● **YOUR GOAL**
Among the entries below, find the line with "policy: &PrefilterPolicy) ->", then quote it and each following line up to and including the line with "method defaults to", and nothing else.

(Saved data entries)
----------
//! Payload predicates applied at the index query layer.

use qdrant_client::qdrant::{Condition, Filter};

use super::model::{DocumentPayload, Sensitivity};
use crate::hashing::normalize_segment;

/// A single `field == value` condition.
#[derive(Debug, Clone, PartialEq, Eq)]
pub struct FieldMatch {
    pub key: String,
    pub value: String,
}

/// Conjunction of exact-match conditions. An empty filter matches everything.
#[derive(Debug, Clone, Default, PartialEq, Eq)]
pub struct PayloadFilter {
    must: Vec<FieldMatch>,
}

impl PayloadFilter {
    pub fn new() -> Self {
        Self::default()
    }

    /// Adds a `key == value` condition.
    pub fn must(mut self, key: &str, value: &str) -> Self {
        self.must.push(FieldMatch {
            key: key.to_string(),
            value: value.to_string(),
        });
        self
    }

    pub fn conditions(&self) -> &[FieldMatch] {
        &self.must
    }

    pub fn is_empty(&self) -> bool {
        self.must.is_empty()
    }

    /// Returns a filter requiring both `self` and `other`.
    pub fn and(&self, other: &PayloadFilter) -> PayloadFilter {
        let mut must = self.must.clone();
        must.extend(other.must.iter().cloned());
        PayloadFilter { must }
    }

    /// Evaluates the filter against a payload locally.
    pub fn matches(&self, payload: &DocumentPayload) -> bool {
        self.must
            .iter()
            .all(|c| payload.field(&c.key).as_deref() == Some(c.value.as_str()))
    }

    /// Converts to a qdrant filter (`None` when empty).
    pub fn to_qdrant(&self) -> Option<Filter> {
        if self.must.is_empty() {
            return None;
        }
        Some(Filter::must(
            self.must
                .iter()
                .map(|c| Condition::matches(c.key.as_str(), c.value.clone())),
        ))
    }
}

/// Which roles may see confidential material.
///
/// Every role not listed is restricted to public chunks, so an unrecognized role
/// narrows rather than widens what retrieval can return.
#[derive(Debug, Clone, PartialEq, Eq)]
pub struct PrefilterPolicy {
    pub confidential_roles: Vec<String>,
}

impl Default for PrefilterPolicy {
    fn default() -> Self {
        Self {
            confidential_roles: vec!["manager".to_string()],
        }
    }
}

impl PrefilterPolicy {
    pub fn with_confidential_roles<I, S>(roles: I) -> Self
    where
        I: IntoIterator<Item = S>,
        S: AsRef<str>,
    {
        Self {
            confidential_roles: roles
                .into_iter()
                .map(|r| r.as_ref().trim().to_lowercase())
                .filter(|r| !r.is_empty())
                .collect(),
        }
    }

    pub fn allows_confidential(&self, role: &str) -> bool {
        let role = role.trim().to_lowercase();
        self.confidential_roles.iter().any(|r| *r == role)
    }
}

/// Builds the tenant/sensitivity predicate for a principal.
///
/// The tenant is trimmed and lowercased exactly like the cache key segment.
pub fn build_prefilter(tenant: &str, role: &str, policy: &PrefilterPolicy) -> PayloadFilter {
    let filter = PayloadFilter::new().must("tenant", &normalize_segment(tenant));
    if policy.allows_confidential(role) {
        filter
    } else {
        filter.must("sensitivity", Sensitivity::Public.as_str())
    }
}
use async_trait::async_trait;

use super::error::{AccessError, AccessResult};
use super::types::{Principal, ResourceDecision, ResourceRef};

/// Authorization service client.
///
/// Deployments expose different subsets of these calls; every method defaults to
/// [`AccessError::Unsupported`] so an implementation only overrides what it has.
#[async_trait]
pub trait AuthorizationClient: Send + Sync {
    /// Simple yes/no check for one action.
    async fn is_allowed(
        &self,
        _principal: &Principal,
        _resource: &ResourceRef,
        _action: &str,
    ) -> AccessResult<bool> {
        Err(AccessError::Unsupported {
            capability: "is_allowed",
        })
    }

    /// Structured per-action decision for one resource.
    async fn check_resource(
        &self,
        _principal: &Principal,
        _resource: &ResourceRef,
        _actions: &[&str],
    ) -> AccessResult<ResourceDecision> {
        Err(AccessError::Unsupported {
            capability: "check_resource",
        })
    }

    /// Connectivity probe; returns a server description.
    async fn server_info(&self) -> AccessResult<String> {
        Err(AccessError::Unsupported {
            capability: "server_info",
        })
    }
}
----------
● **EXERCISE OUTPUT**
pub fn build_prefilter(tenant: &str, role: &str, policy: &PrefilterPolicy) -> PayloadFilter {
    let filter = PayloadFilter::new().must("tenant", &normalize_segment(tenant));
    if policy.allows_confidential(role) {
        filter
    } else {
        filter.must("sensitivity", Sensitivity::Public.as_str())
    }
}
use async_trait::async_trait;

use super::error::{AccessError, AccessResult};
use super::types::{Principal, ResourceDecision, ResourceRef};

/// Authorization service client.
///
/// Deployments expose different subsets of these calls; every method defaults to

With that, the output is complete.